Conquering Waterberg’s trails requires a strategic backpack filled with those common hiking essentials as well as a few items just for the desert conditions. Here’s what you’ll need to ensure a comfortable and safe hike:

  • A Backpack – Go with a comfortable backpack with enough capacity to carry your supplies for the day. Opt for a well-ventilated design to combat the Namibian heat.
  • Some Sturdy Shoes – Waterberg’s terrain demands reliable footwear. Hiking boots with good ankle support and traction are a must for taking on the rocky paths and inclines.
  • Sun Protection is Non-Negotiable – The Namibian sun is no joke. Pack a high-factor (SPF 50+) sunscreen, a wide-brimmed hat to shield your face and neck, and polarised sunglasses to protect your eyes from the glare. And don’t forget to reapply sunscreen liberally throughout your hike.
  • Clothing for Comfort – When it comes to clothing, breathability and quick-drying fabrics are a must and you should also opt for lightweight, long-sleeved shirts and pants made from materials like nylon or merino wool.
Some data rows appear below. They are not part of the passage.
pub mod config;
pub mod error;
pub mod movies;
pub mod permissions;
pub mod schema;
pub mod tokens;
pub mod users;

use std::sync::atomic::{AtomicBool, Ordering};
use std::sync::{Arc, Mutex};
use std::time::{Duration, Instant};

use r2d2::Pool;
use r2d2_sqlite::SqliteConnectionManager;
use rusqlite::{Connection, InterruptHandle};
use tracing::{debug, error, info, warn};

pub use config::DbConfig;
pub use error::DataError;

pub type Result<T, E = DataError> = std::result::Result<T, E>;

/// Pooled handle to the record store. Cheap to clone; every clone shares
/// the same pool.
#[derive(Clone)]
pub struct Database {
    pool: Pool<SqliteConnectionManager>,
    query_timeout: Duration,
}

impl Database {
    /// Open (creating if needed) the database file named in `config` and
    /// bootstrap the schema.
    pub fn open(config: &DbConfig) -> Result<Self> {
        let busy = config.query_timeout;
        let manager = SqliteConnectionManager::file(&config.path).with_init(move |conn| {
            // WAL mode for concurrent reads
            conn.pragma_update(None, "journal_mode", "WAL")?;
            init_connection(conn, busy)
        });

        let db = Self::build(manager, config, config.max_connections, config.min_idle)?;
        info!(
            "Database opened at {} (max {} connections)",
            config.path.display(),
            config.max_connections
        );
        Ok(db)
    }

    /// A private in-memory database that lives as long as this handle and its
    /// clones. Pool size is pinned to one connection: shared-cache memory
    /// databases lock whole tables, so a second writer would fail instead of
    /// waiting.
    pub fn open_in_memory(config: &DbConfig) -> Result<Self> {
        let busy = config.query_timeout;
        let manager = SqliteConnectionManager::memory().with_init(move |conn| init_connection(conn, busy));
        Self::build(manager, config, 1, Some(1))
    }

    fn build(
        manager: SqliteConnectionManager,
        config: &DbConfig,
        max_size: u32,
        min_idle: Option<u32>,
    ) -> Result<Self> {
        let pool = Pool::builder()
            .max_size(max_size)
            .min_idle(min_idle.map(|n| n.min(max_size)))
            .idle_timeout(config.idle_timeout)
            .connection_timeout(config.connection_timeout)
            .build(manager)?;

        schema::bootstrap(&*pool.get()?)?;

        Ok(Self {
            pool,
            query_timeout: config.query_timeout,
        })
    }

    pub fn query_timeout(&self) -> Duration {
        self.query_timeout
    }

    /// Round-trip a trivial statement to prove the backend is reachable.
    pub async fn ping(&self) -> Result<()> {
        self.run("ping", |conn| {
            conn.query_row("SELECT 1", [], |row| row.get::<_, i64>(0))?;
            Ok(())
        })
        .await
    }

    /// (connections, idle connections) currently held by the pool.
    pub fn pool_state(&self) -> (u32, u32) {
        let state = self.pool.state();
        (state.connections, state.idle_connections)
    }

    /// Run `f` against a pooled connection on the blocking thread pool,
    /// bounded by the query deadline.
    ///
    /// When the deadline passes, the statement in flight is interrupted so the
    /// connection goes back to the pool, and `DataError::Timeout` is returned.
    /// `f` is never started once the deadline has passed.
    pub(crate) async fn run<F, T>(&self, operation: &'static str, f: F) -> Result<T>
    where
        F: FnOnce(&mut Connection) -> Result<T> + Send + 'static,
        T: Send + 'static,
    {
        let pool = self.pool.clone();
        let timeout = self.query_timeout;
        let deadline = Instant::now() + timeout;

        // Holds the interrupt handle only while `f` owns the connection.
        let in_flight: Arc<Mutex<Option<InterruptHandle>>> = Arc::default();
        let slot = Arc::clone(&in_flight);
        // Set once the caller has been told `Timeout`; `f` must not start after.
        let expired = Arc::new(AtomicBool::new(false));
        let gave_up = Arc::clone(&expired);

        let task = tokio::task::spawn_blocking(move || {
            let mut conn = pool.get()?;
            set_slot(&slot, Some(conn.get_interrupt_handle()));

            if gave_up.load(Ordering::SeqCst) || Instant::now() >= deadline {
                set_slot(&slot, None);
                return Err(DataError::Timeout {
                    operation,
                    after: timeout,
                });
            }

            let result = f(&mut *conn);
            set_slot(&slot, None);
            result
        });

        match tokio::time::timeout(timeout, task).await {
            Ok(Ok(Err(DataError::Sqlite(e)))) if error::is_interrupted(&e) => {
                Err(DataError::Timeout {
                    operation,
                    after: timeout,
                })
            }
            Ok(Ok(result)) => {
                debug!(operation, ok = result.is_ok(), "query finished");
                result
            }
            Ok(Err(join_err)) => {
                error!(operation, "database worker failed: {}", join_err);
                Err(DataError::Task(join_err.to_string()))
            }
            Err(_) => {
                expired.store(true, Ordering::SeqCst);
                if let Ok(guard) = in_flight.lock() {
                    if let Some(handle) = guard.as_ref() {
                        handle.interrupt();
                    }
                }
                warn!(operation, "query exceeded {:?}, interrupted", timeout);
                Err(DataError::Timeout {
                    operation,
                    after: timeout,
                })
            }
        }
    }
}

fn init_connection(conn: &mut Connection, busy: Duration) -> rusqlite::Result<()> {
    conn.pragma_update(None, "foreign_keys", "ON")?;
    conn.busy_timeout(busy)
}

fn set_slot(slot: &Mutex<Option<InterruptHandle>>, handle: Option<InterruptHandle>) {
    if let Ok(mut guard) = slot.lock() {
        *guard = handle;
    }
}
These will keep you cool and protected from the sun’s harsh rays. Pack an extra layer for cooler mornings or unexpected weather changes.
  • Navigation – For self-guided hikes, a map and compass (or a GPS device) are essential tools for staying oriented and finding your way back. Familiarise yourself with the park map before setting off, and consider downloading offline maps on your GPS for added security.
  • Safety First – Always inform park authorities about your planned hike, including your route and estimated return time. This ensures help is readily available in case of emergencies. Pack a basic first-aid kit for minor injuries, and consider bringing a small emergency blanket and a whistle for additional peace of mind.
  • Walking Poles – If you are worried about the rough terrains, you can bring along walking or trekking poles. These will give you extra support, and prevent you from slipping.

Hike through sandstone formations, encounter curious wildlife, and enjoy the utter tranquillity of the Namibian bush.